Research Review: Putting shoe orthotics to the test
Shawn ThistleFeatures Research foot orthotics low back pain research
Research done in the podiatric field has shown the use of foot orthoses is effective for the relief of low-back pain and that back pain may be related to a disruption in the kinetic chain.
|Study title: Shoe Orthotics for the Treatment of Chronic Low Back Pain: A Randomized Controlled Trial
Authors: Cambron J, Dexheimer J, Duarte M, Freels S.
Author’s Affiliations: Department of Research, National University of Health Sciences, Lombard, IL, USA; School of Public Health, Division of Epidemiology and Biostatistics, University of Illinois, Chicago, IL, USA.
Publication information: Archives of Physical Medicine and Rehabilitation 2017; 98(9): 1752-62.
Research done in the podiatric field has shown the use of foot orthoses is effective for the relief of low-back pain and that back pain may be related to a disruption in the kinetic chain. The authors suggest that foot dysfunction, therefore, should be considered as a potential contributing factor when treating patients with LBP and dysfunction.

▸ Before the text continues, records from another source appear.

impl Formula {
    /// The constant true.
    pub fn top() -> Self {
        Node::True.into()
    }

    /// The constant false.
    pub fn bottom() -> Self {
        Node::False.into()
    }

    /// The constant for the given truth value.
    pub fn constant(value: bool) -> Self {
        if value {
            Self::top()
        } else {
            Self::bottom()
        }
    }

    /// A single atom.
    pub fn atom(atom: Atom) -> Self {
        atom.into()
    }

    /// Negation of `self`.
    pub fn not(&self) -> Self {
        Node::Not(self.clone()).into()
    }

    /// n-ary conjunction.
    pub fn and(children: Vec<Formula>) -> Self {
        Node::And(children).into()
    }

    /// n-ary disjunction.
    pub fn or(children: Vec<Formula>) -> Self {
        Node::Or(children).into()
    }

    /// `self -> other`
    pub fn implies(&self, other: &Formula) -> Self {
        Node::Implies(self.clone(), other.clone()).into()
    }

    /// `self <-> other`
    pub fn iff(&self, other: &Formula) -> Self {
        Node::Iff(self.clone(), other.clone()).into()
    }

    /// `self xor other`
    pub fn xor(&self, other: &Formula) -> Self {
        Node::Xor(self.clone(), other.clone()).into()
    }

    /// `if cond then then_branch else else_branch`
    pub fn ite(cond: &Formula, then_branch: &Formula, else_branch: &Formula) -> Self {
        Node::Ite(cond.clone(), then_branch.clone(), else_branch.clone()).into()
    }

    /// Conjunction which avoids needless nodes: no conjuncts give true, one conjunct is returned as is.
    pub fn big_and(mut children: Vec<Formula>) -> Self {
        match children.len() {
            0 => Self::top(),
            1 => children.remove(0),
            _ => Self::and(children),
        }
    }

    /// The formula `⋀ (a ∨ ¬a)` over the given atoms.
    /// It is equivalent to true but mentions every atom, which forces an all-SAT
    /// enumeration to branch on all of them.
    pub fn true_given_atoms(atoms: &[Atom]) -> Self {
        Self::big_and(
            atoms
                .iter()
                .map(|atom| {
                    let a = Formula::atom(atom.clone());
                    let na = a.not();
                    Formula::or(vec![a, na])
                })
                .collect(),
        )
    }

    /// The node the handle points to.
    pub fn node(&self) -> &Node {
        &self.0
    }

    /// Identity of the underlying node, stable as long as the formula is alive.
    pub fn node_id(&self) -> *const Node {
        Rc::as_ptr(&self.0)
    }

    /// Returns true if the formula is the constant true.
    pub fn is_top(&self) -> bool {
        matches!(self.node(), Node::True)
    }

    /// Returns true if the formula is the constant false.
    pub fn is_bottom(&self) -> bool {
        matches!(self.node(), Node::False)
    }

    /// The direct children of the node, in order.
    pub fn children(&self) -> Vec<&Formula> {
        match self.node() {
            Node::True | Node::False | Node::Atom(_) => Vec::new(),
            Node::Not(a) => vec![a],
            Node::And(cs) | Node::Or(cs) => cs.iter().collect(),
            Node::Implies(a, b) | Node::Iff(a, b) | Node::Xor(a, b) => vec![a, b],
            Node::Ite(c, t, e) => vec![c, t, e],
        }
    }

    /// All atoms of the formula in order of their first occurrence
    /// (depth-first, left to right). Shared nodes are visited once.
    pub fn atoms(&self) -> Vec<Atom> {
        let mut visited: HashSet<*const Node> = HashSet::new();
        let mut seen: HashSet<&Atom> = HashSet::new();
        let mut result = Vec::new();
        let mut stack = vec![self];
        while let Some(current) = stack.pop() {
            if !visited.insert(current.node_id()) {
                continue;
            }
            if let Node::Atom(atom) = current.node() {
                if seen.insert(atom) {
                    result.push(atom.clone());
                }
            }
            stack.extend(current.children().into_iter().rev());
        }
        result
    }

    /// Number of distinct nodes in the DAG.
    pub fn dag_size(&self) -> usize {
        let mut visited: HashSet<*const Node> = HashSet::new();
        let mut stack = vec![self];
        while let Some(current) = stack.pop() {
            if visited.insert(current.node_id()) {
                stack.extend(current.children());
            }
        }
        visited.len()
    }

    /// Rebuilds the formula with every atom replaced by `replace(atom)`.
    /// Sharing is preserved: a node reachable along several paths is rebuilt once.
    pub fn map_atoms<F>(&self, replace: &mut F) -> Formula
    where
        F: FnMut(&Atom) -> Formula,
    {
        let mut memo = HashMap::new();
        self.map_atoms_memo(replace, &mut memo)
    }

    fn map_atoms_memo<F>(
        &self,
        replace: &mut F,
        memo: &mut HashMap<*const Node, Formula>,
    ) -> Formula
    where
        F: FnMut(&Atom) -> Formula,
    {
        if let Some(done) = memo.get(&self.node_id()) {
            return done.clone();
        }
        let result: Formula = match self.node() {
            Node::True | Node::False => return self.clone(),
            Node::Atom(atom) => replace(atom),
            node => self.map_children(node, replace, memo),
        };
        memo.insert(self.node_id(), result.clone());
        result
    }

    fn map_children<F>(
        &self,
        node: &Node,
        replace: &mut F,
        memo: &mut HashMap<*const Node, Formula>,
    ) -> Formula
    where
        F: FnMut(&Atom) -> Formula,
    {
        let mut rec = |f: &Formula| f.map_atoms_memo(replace, memo);
        match node {
            Node::True | Node::False | Node::Atom(_) => self.clone(),
            Node::Not(a) => Node::Not(rec(a)).into(),
            Node::And(cs) => Node::And(cs.iter().map(&mut rec).collect()).into(),
            Node::Or(cs) => Node::Or(cs.iter().map(&mut rec).collect()).into(),
            Node::Implies(a, b) => {
                let (a, b) = (rec(a), rec(b));
                Node::Implies(a, b).into()
            }
            Node::Iff(a, b) => {
                let (a, b) = (rec(a), rec(b));
                Node::Iff(a, b).into()
            }
            Node::Xor(a, b) => {
                let (a, b) = (rec(a), rec(b));
                Node::Xor(a, b).into()
            }
            Node::Ite(c, t, e) => {
                let (c, t, e) = (rec(c), rec(t), rec(e));
                Node::Ite(c, t, e).into()
            }
        }
    }

    /// Three-valued evaluation under a partial assignment of atoms.
    /// Returns `None` if the value is not yet determined.
    pub fn evaluate<F>(&self, assignment: &F) -> Option<bool>
    where
        F: Fn(&Atom) -> Option<bool>,
    {
        let mut memo = HashMap::new();
        self.evaluate_memo(assignment, &mut memo)
    }

    fn evaluate_memo<F>(
        &self,
        assignment: &F,
        memo: &mut HashMap<*const Node, Option<bool>>,
    ) -> Option<bool>
    where
        F: Fn(&Atom) -> Option<bool>,
    {
        if let Some(done) = memo.get(&self.node_id()) {
            return *done;
        }
        let result = match self.node() {
            Node::True => Some(true),
            Node::False => Some(false),
            Node::Atom(atom) => assignment(atom),
            Node::Not(a) => a.evaluate_memo(assignment, memo).map(|v| !v),
            Node::And(cs) => {
                let mut result = Some(true);
                for c in cs {
                    match c.evaluate_memo(assignment, memo) {
                        Some(false) => {
                            result = Some(false);
                            break;
                        }
                        None => result = None,
                        Some(true) => {}
                    }
                }
                result
            }
            Node::Or(cs) => {
                let mut result = Some(false);
                for c in cs {
                    match c.evaluate_memo(assignment, memo) {
                        Some(true) => {
                            result = Some(true);
                            break;
                        }
                        None => result = None,
                        Some(false) => {}
                    }
                }
                result
            }
            Node::Implies(a, b) => {
                match (
                    a.evaluate_memo(assignment, memo),
                    b.evaluate_memo(assignment, memo),
                ) {
                    (Some(false), _) | (_, Some(true)) => Some(true),
                    (Some(true), Some(false)) => Some(false),
                    _ => None,
                }
            }
            Node::Iff(a, b) => {
                let va = a.evaluate_memo(assignment, memo);
                let vb = b.evaluate_memo(assignment, memo);
                va.zip(vb).map(|(x, y)| x == y)
            }
            Node::Xor(a, b) => {
                let va = a.evaluate_memo(assignment, memo);
                let vb = b.evaluate_memo(assignment, memo);
                va.zip(vb).map(|(x, y)| x != y)
            }
            Node::Ite(c, t, e) => {
                let vt = t.evaluate_memo(assignment, memo);
                let ve = e.evaluate_memo(assignment, memo);
                match c.evaluate_memo(assignment, memo) {
                    Some(true) => vt,
                    Some(false) => ve,
                    None if vt.is_some() && vt == ve => vt,
                    None => None,
                }
            }
        };
        memo.insert(self.node_id(), result);
        result
    }

    fn write_syntax(&self, f: &mut std::fmt::Formatter<'_>) -> std::fmt::Result {
        let write_list = |f: &mut std::fmt::Formatter<'_>, name: &str, cs: &[&Formula]| {
            write!(f, "{}(", name)?;
            for (idx, c) in cs.iter().enumerate() {
                if idx > 0 {
                    write!(f, ",")?;
                }
                c.write_syntax(f)?;
            }
            write!(f, ")")
        };
        match self.node() {
            Node::True => write!(f, "c(v)"),
            Node::False => write!(f, "c(f)"),
            Node::Atom(atom) => atom.write_syntax(f),
            Node::Not(_) => write_list(f, "neg", &self.children()),
            // the parser needs at least one argument
            Node::And(cs) if cs.is_empty() => write!(f, "c(v)"),
            Node::Or(cs) if cs.is_empty() => write!(f, "c(f)"),
            Node::And(_) => write_list(f, "and", &self.children()),
            Node::Or(_) => write_list(f, "or", &self.children()),
            Node::Implies(_, _) => write_list(f, "imp", &self.children()),
            Node::Iff(_, _) => write_list(f, "iff", &self.children()),
            Node::Xor(_, _) => write_list(f, "xor", &self.children()),
            Node::Ite(_, _, _) => write_list(f, "ite", &self.children()),
        }
    }
}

The objective of this study was to investigate the effectiveness of Foot Levelers shoe orthotics with and without chiropractic treatment for chronic low back pain, compared with no treatment.
Six hundred eighty-two people were screened by telephone, with 416 of them found to be eligible. Of those, 290 appeared for the baseline visit and 225 were randomized to a group.

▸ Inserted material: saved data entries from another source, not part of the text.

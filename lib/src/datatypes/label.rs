//! Diagram labels and signed literals over them.
use serde::{Deserialize, Serialize};
use std::{fmt::Display, ops::Deref, str::FromStr};

/// Representation of a diagram label.
/// Each theory atom of a compiled formula is abstracted to exactly one label,
/// numbered from `1` onwards in the order the atoms were first seen.
#[derive(Debug, Eq, PartialEq, PartialOrd, Ord, Hash, Clone, Copy, Serialize, Deserialize)]
pub struct Label(pub u32);

impl Deref for Label {
    type Target = u32;
    fn deref(&self) -> &Self::Target {
        &self.0
    }
}

impl From<u32> for Label {
    fn from(val: u32) -> Self {
        Self(val)
    }
}

impl Display for Label {
    fn fmt(&self, f: &mut std::fmt::Formatter<'_>) -> std::fmt::Result {
        write!(f, "Label({})", self.0)
    }
}

impl Label {
    /// Marks the terminal node "Top" in a node table.
    pub const TOP: Label = Label(u32::MAX);
    /// Marks the terminal node "Bot" in a node table.
    pub const BOT: Label = Label(u32::MAX - 1);

    /// Returns the value of the [Label] as [u32].
    pub fn value(self) -> u32 {
        self.0
    }

    /// Returns the value as an index into label-indexed tables.
    pub fn index(self) -> usize {
        self.0 as usize
    }

    /// Returns true if the label marks a terminal (i.e. Top or Bot).
    pub fn is_constant(&self) -> bool {
        self.value() >= Label::BOT.value()
    }
}

/// A [Label] together with a polarity.
///
/// The textual form follows the usual DIMACS convention: `3` is the positive
/// literal of label 3 and `-3` its negation.
#[derive(Debug, Eq, PartialEq, PartialOrd, Ord, Hash, Clone, Copy, Serialize, Deserialize)]
pub struct Literal {
    /// The label the literal is about.
    pub label: Label,
    /// `true` for the positive occurrence.
    pub positive: bool,
}

impl Literal {
    /// Creates a new literal.
    pub fn new(label: Label, positive: bool) -> Self {
        Self { label, positive }
    }

    /// Returns the literal with flipped polarity.
    pub fn negated(self) -> Self {
        Self {
            label: self.label,
            positive: !self.positive,
        }
    }
}

impl Display for Literal {
    fn fmt(&self, f: &mut std::fmt::Formatter<'_>) -> std::fmt::Result {
        if self.positive {
            write!(f, "{}", self.label.0)
        } else {
            write!(f, "-{}", self.label.0)
        }
    }
}

impl From<i32> for Literal {
    fn from(val: i32) -> Self {
        Self::new(Label(val.unsigned_abs()), val >= 0)
    }
}

/// Error returned when a [Literal] cannot be read from text.
#[derive(Debug, Clone, PartialEq, Eq, thiserror::Error)]
#[error("'{0}' is not a literal, expected a non-zero integer such as 3 or -3")]
pub struct ParseLiteralError(pub String);

impl FromStr for Literal {
    type Err = ParseLiteralError;

    fn from_str(s: &str) -> Result<Self, Self::Err> {
        let trimmed = s.trim();
        let (positive, digits) = match trimmed.strip_prefix('-') {
            Some(rest) => (false, rest),
            None => (true, trimmed),
        };
        match digits.parse::<u32>() {
            Ok(value) if value > 0 && value < Label::BOT.value() => {
                Ok(Literal::new(Label(value), positive))
            }
            _ => Err(ParseLiteralError(s.to_string())),
        }
    }
}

Compliance with the interventions was as follows:
- 86.7 per cent of the shoe orthotic plus chiropractic group participants were compliant with chiropractic care and 96.8 per cent were compliant with orthotic use. 92.5 per cent of the shoe orthotic subjects were compliant with orthotic use.
- Average LBP was significantly decreased after six weeks in all three groups, as follows:
- less than one-point improvement in the waitlist group,
- 1.9-point improvement in the shoe orthotic only group, and
- 2.3-point improvement in the shoe orthotic plus chiropractic group.

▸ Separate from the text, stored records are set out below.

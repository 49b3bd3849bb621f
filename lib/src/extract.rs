/*!
Lemma extraction.

[extract] drives a [Reasoner] over a formula and returns the verdict together
with every theory lemma found. In the "assume true" mode the formula's atoms are
split into variable-disjoint partitions (see [crate::partition]) and each
partition is enumerated on its own, which forces the reasoner to discover all
conflicts between the atoms regardless of the Boolean structure.
*/
use crate::{
    error::Result,
    formula::{Atom, Formula},
    partition::atom_partitioning,
    solver::{BooleanMapping, Reasoner, SatResult},
    telemetry::{ComputationLog, LogExt},
};
use std::{collections::HashSet, time::Instant};

/// Outcome of [extract].
#[derive(Debug, Clone)]
pub struct Extraction {
    /// The verdict, always [SatResult::Sat] in the "assume true" mode.
    pub verdict: SatResult,
    /// Theory lemmas without duplicates, in order of discovery.
    pub lemmas: Vec<Formula>,
    /// The surrogate mapping handed to the reasoner, if one was requested.
    pub surrogates: Option<BooleanMapping>,
}

/// Extracts the theory lemmas of `phi`.
///
/// - `assume_true`: enumerate `⋀ (a ∨ ¬a)` per partition of the atoms instead of `phi` itself
/// - `use_surrogates`: offer the reasoner one fresh Boolean symbol per theory atom
///
/// Reasoner errors are passed on unchanged.
pub fn extract(
    phi: &Formula,
    reasoner: &mut dyn Reasoner,
    assume_true: bool,
    use_surrogates: bool,
    mut log: Option<&mut ComputationLog>,
) -> Result<Extraction> {
    let start = Instant::now();
    let atoms = phi.atoms();
    let surrogates = use_surrogates.then(|| BooleanMapping::fresh(&atoms));
    log::info!(
        "[Start] lemma extraction over {} atoms (assume true: {})",
        atoms.len(),
        assume_true
    );

    let (verdict, lemmas) = if assume_true {
        let mut lemmas = Vec::new();
        let mut known: HashSet<Formula> = HashSet::new();
        let partitions = atom_partitioning(&atoms);
        log.count("partitions", partitions.len());
        for partition in partitions {
            let tautology = Formula::true_given_atoms(&partition);
            let restricted = surrogates.as_ref().map(|s| s.restricted_to(&partition));
            let result = reasoner.decide(&tautology, restricted.as_ref())?;
            for lemma in result.lemmas {
                if known.insert(lemma.clone()) {
                    lemmas.push(lemma);
                }
            }
        }
        (SatResult::Sat, lemmas)
    } else {
        let result = reasoner.decide(phi, surrogates.as_ref())?;
        (result.verdict, result.lemmas)
    };

    log.time("All-SMT computation time", start.elapsed());
    log.count("T-lemmas amount", lemmas.len());
    log.text("All-SMT result", verdict.to_string());
    log::info!(
        "[Done] lemma extraction: {}, {} lemmas",
        verdict,
        lemmas.len()
    );
    Ok(Extraction {
        verdict,
        lemmas,
        surrogates,
    })
}

/// Atoms of `phi_and_lemmas` which do not occur in `original`, in order of first occurrence.
pub fn find_auxiliary_atoms(
    original: &Formula,
    phi_and_lemmas: &Formula,
    mut log: Option<&mut ComputationLog>,
) -> Vec<Atom> {
    let known: HashSet<Atom> = original.atoms().into_iter().collect();
    let auxiliary: Vec<Atom> = phi_and_lemmas
        .atoms()
        .into_iter()
        .filter(|atom| !known.contains(atom))
        .collect();
    log.count("fresh T-atoms detected", auxiliary.len());
    if !auxiliary.is_empty() {
        log::debug!("found {} auxiliary atoms", auxiliary.len());
    }
    auxiliary
}
impl<B: Backend> TheoryDD<B> {
    /// Compiles `phi` together with the theory lemmas of its atoms.
    ///
    /// The lemmas are taken from the options if present, otherwise they are extracted
    /// with `reasoner`; in that case the reasoner's verdict replaces any hint.
    pub fn new(
        phi: &Formula,
        reasoner: &mut dyn Reasoner,
        options: CompileOptions<B>,
        log: Option<&mut ComputationLog>,
    ) -> Result<Self> {
        let section = format!("T-{}", B::KIND.to_uppercase());
        let mut log = log.map(|log| log.section(&section));
        log::info!("[Start] compiling a theory {}", B::KIND);

        let start = Instant::now();
        let phi = reasoner.converter().normalize_formula(phi);
        log.time("phi normalization time", start.elapsed());

        let start = Instant::now();
        let (lemmas, sat_hint) = match &options.lemmas {
            Some(lemmas) => {
                log.text("ALL SMT mode", "loaded");
                (lemmas.clone(), options.sat_hint)
            }
            None => {
                log.text("ALL SMT mode", "computed");
                let extraction = extract(
                    &phi,
                    reasoner,
                    options.enumerate_true,
                    options.use_surrogates,
                    log.as_deref_mut(),
                )?;
                (extraction.lemmas, Some(extraction.verdict))
            }
        };
        let converter = reasoner.converter();
        let lemmas: Vec<Formula> = lemmas
            .iter()
            .map(|lemma| converter.normalize_formula(lemma))
            .collect();
        log.time("lemmas loading time", start.elapsed());

        Self::compile(phi, lemmas, sat_hint, converter, options, log)
    }

    /// Compiles the Boolean abstraction of `phi` alone, without any lemmas.
    pub fn abstraction(
        phi: &Formula,
        converter: &dyn Converter,
        options: CompileOptions<B>,
        log: Option<&mut ComputationLog>,
    ) -> Result<Self> {
        let section = format!("Abstraction {}", B::KIND.to_uppercase());
        let mut log = log.map(|log| log.section(&section));
        log::info!("[Start] compiling the abstraction {}", B::KIND);
        let start = Instant::now();
        let phi = converter.normalize_formula(phi);
        log.time("phi normalization time", start.elapsed());
        let sat_hint = options.sat_hint;
        Self::compile(phi, Vec::new(), sat_hint, converter, options, log)
    }

    fn compile(
        phi: Formula,
        lemmas: Vec<Formula>,
        sat_hint: Option<SatResult>,
        converter: &dyn Converter,
        options: CompileOptions<B>,
        mut log: Option<&mut ComputationLog>,
    ) -> Result<Self> {
        let lemmas = Formula::big_and(lemmas);
        let phi_and_lemmas = Formula::and(vec![phi.clone(), lemmas.clone()]);
        let auxiliary = find_auxiliary_atoms(&phi, &phi_and_lemmas, log.as_deref_mut());

        let start = Instant::now();
        let mapping = AbstractionMapping::assign(&phi_and_lemmas.atoms());
        let qvars = auxiliary
            .iter()
            .map(|atom| mapping.require(atom))
            .collect::<Result<Vec<Label>>>()?;
        log.time("variable mapping creation time", start.elapsed());

        let start = Instant::now();
        let labels = mapping.labels();
        let layout = match (options.layout, options.ordering) {
            (Some(layout), _) => layout,
            (None, Some(ordering)) => {
                let order = ordering
                    .iter()
                    .map(|atom| {
                        let atom = converter.normalize(atom);
                        mapping.label(&atom).ok_or_else(|| {
                            TddError::OrderingMismatch(format!("'{}' is not an atom of the formula", atom))
                        })
                    })
                    .collect::<Result<Vec<Label>>>()?;
                B::layout_for(&order, options.shape)?
            }
            (None, None) => B::layout_for(&B::default_order(&labels, &qvars), options.shape)?,
        };
        B::check_layout(&layout, &labels)?;
        let mut backend = B::with_layout(layout)?;
        log.time("DD preparation time", start.elapsed());

        let root = walker::build(
            &mut backend,
            &mapping,
            &phi,
            &lemmas,
            &qvars,
            sat_hint,
            log.as_deref_mut(),
        )?;
        log::info!(
            "[Done] theory {} over {} labels, {} of them projected",
            B::KIND,
            mapping.len(),
            qvars.len()
        );
        Ok(Self {
            mapping: Rc::new(mapping),
            qvars,
            backend: Rc::new(RefCell::new(backend)),
            root,
            count_cache: RefCell::new(None),
        })
    }

    /// The abstraction mapping.
    pub fn mapping(&self) -> &AbstractionMapping {
        &self.mapping
    }

    /// The labels of the auxiliary atoms, which were projected away.
    pub fn qvars(&self) -> &[Label] {
        &self.qvars
    }

    /// The root handle.
    pub fn root(&self) -> B::Node {
        self.root
    }

    /// The shared backend.
    pub fn backend(&self) -> Rc<RefCell<B>> {
        Rc::clone(&self.backend)
    }

    /// Labels the models range over: all labels but the projected ones.
    fn care_labels(&self) -> Vec<Label> {
        let qvars: HashSet<Label> = self.qvars.iter().copied().collect();
        self.mapping
            .labels()
            .into_iter()
            .filter(|label| !qvars.contains(label))
            .collect()
    }

    /// Returns true if the formula has a T-consistent model.
    pub fn is_sat(&self) -> bool {
        !self.backend.borrow().is_false(self.root)
    }

    /// Returns true if every assignment of the formula's atoms is a T-consistent model.
    pub fn is_valid(&self) -> bool {
        self.backend.borrow().is_true(self.root)
    }

    /// Number of nodes of the diagram.
    pub fn node_count(&self) -> usize {
        self.backend.borrow().node_count(self.root)
    }

    /// Number of edges of the diagram.
    pub fn edge_count(&self) -> usize {
        self.backend.borrow().edge_count(self.root)
    }

    /// Number of T-consistent models over the formula's own atoms.
    pub fn model_count(&self) -> BigUint {
        if let Some(count) = self.count_cache.borrow().as_ref() {
            return count.clone();
        }
        let count = self
            .backend
            .borrow()
            .model_count(self.root, &self.care_labels());
        *self.count_cache.borrow_mut() = Some(count.clone());
        count
    }

    /// One model, or `None` if there is none.
    pub fn pick(&self) -> Result<Option<Assignment>> {
        self.pick_all_iter().next().transpose()
    }

    /// All models.
    pub fn pick_all(&self) -> Result<Vec<Assignment>> {
        self.pick_all_iter().collect()
    }

    /// Lazily enumerates the models, depth-first.
    ///
    /// The backend is shared with every clone of this diagram; none of them may be used
    /// while the iterator is advanced.
    pub fn pick_all_iter(&self) -> Models<B> {
        Models {
            inner: ModelIter::new(Rc::clone(&self.backend), self.root, &self.care_labels()),
            mapping: Rc::clone(&self.mapping),
        }
    }

    /// Fixes the label of `literal` to its polarity.
    ///
    /// Only this value changes; clones keep their root.
    pub fn condition(&mut self, literal: Literal) -> Result<()> {
        self.mapping.refine(literal.label)?;
        log::debug!("conditioning on {}", literal);
        self.root = self
            .backend
            .borrow_mut()
            .cofactor(self.root, literal.label, literal.positive);
        *self.count_cache.get_mut() = None;
        Ok(())
    }

    /// Fixes `atom` to `value`; the atom has to be given in normalized form.
    pub fn condition_atom(&mut self, atom: &Atom, value: bool) -> Result<()> {
        let label = self.mapping.require(atom)?;
        self.condition(Literal::new(label, value))
    }

    /// A conditioned copy which shares the backend with `self`.
    pub fn conditioned(&self, literal: Literal) -> Result<Self> {
        let mut result = self.clone();
        result.condition(literal)?;
        Ok(result)
    }

    /// Writes the mapping, the projected labels, the layout and the diagram into
    /// `folder`, which is created if necessary.
    pub fn save(&self, folder: impl AsRef<Path>) -> Result<()> {
        let folder = folder.as_ref();
        log::info!("[Start] saving the theory {} to {}", B::KIND, folder.display());
        fs::create_dir_all(folder)?;
        let backend = self.backend.borrow();
        write_component(folder, ABSTRACTION_FILE, &*self.mapping)?;
        write_component(folder, QVARS_FILE, &self.qvars)?;
        write_component(folder, LAYOUT_FILE, backend.layout())?;
        write_component(folder, DIAGRAM_FILE, &backend.export(self.root))?;
        log::info!("[Done] saved");
        Ok(())
    }

    /// Restores a diagram written by [TheoryDD::save].
    ///
    /// Fails with [TddError::CorruptPersistedState] if a file is missing or malformed
    /// or the files do not fit together.
    pub fn load(folder: impl AsRef<Path>) -> Result<Self> {
        let folder = folder.as_ref();
        log::info!("[Start] loading a theory {} from {}", B::KIND, folder.display());
        let mapping: AbstractionMapping = read_component(folder, ABSTRACTION_FILE)?;
        let qvars: Vec<Label> = read_component(folder, QVARS_FILE)?;
        let layout: B::Layout = read_component(folder, LAYOUT_FILE)?;
        let blob: B::Blob = read_component(folder, DIAGRAM_FILE)?;

        if let Some(label) = qvars.iter().find(|label| mapping.refine(**label).is_err()) {
            return Err(TddError::corrupt(
                QVARS_FILE,
                format!("{} is not part of the mapping", label),
            ));
        }
        let mut seen = HashSet::new();
        if let Some(label) = qvars.iter().find(|label| !seen.insert(**label)) {
            return Err(TddError::corrupt(
                QVARS_FILE,
                format!("{} is listed twice", label),
            ));
        }
        B::check_layout(&layout, &mapping.labels())
            .map_err(|err| TddError::corrupt(LAYOUT_FILE, err))?;
        let mut backend =
            B::with_layout(layout).map_err(|err| TddError::corrupt(LAYOUT_FILE, err))?;
        let root = backend.import(&blob)?;
        log::info!("[Done] loaded {} labels", mapping.len());
        Ok(Self {
            mapping: Rc::new(mapping),
            qvars,
            backend: Rc::new(RefCell::new(backend)),
            root,
            count_cache: RefCell::new(None),
        })
    }
}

These decreases in pain from baseline continued to be significant in all three groups for all time points up to 12 months. However, the differences between groups at week 12 and later were not significant.
ODI disability scores improved significantly in both intervention groups:
- less than 1-point improvement (not significant) in the waitlist group,
- 2.3-point improvement in the shoe orthotic only group, and
- 4.3-point improvement in the shoe orthotic plus chiropractic group.
After adjusting for baseline values, the shoe orthotic group showed significantly higher improvement than the waitlist group for both average pain (P < 0.0001) and for ODI (P = 0.0068).
When chiropractic care was added to the orthotic treatment, outcomes were better than with orthotic care alone, being statistically significant for ODI (P = 0.0278) but not for average pain (P = 0.3431).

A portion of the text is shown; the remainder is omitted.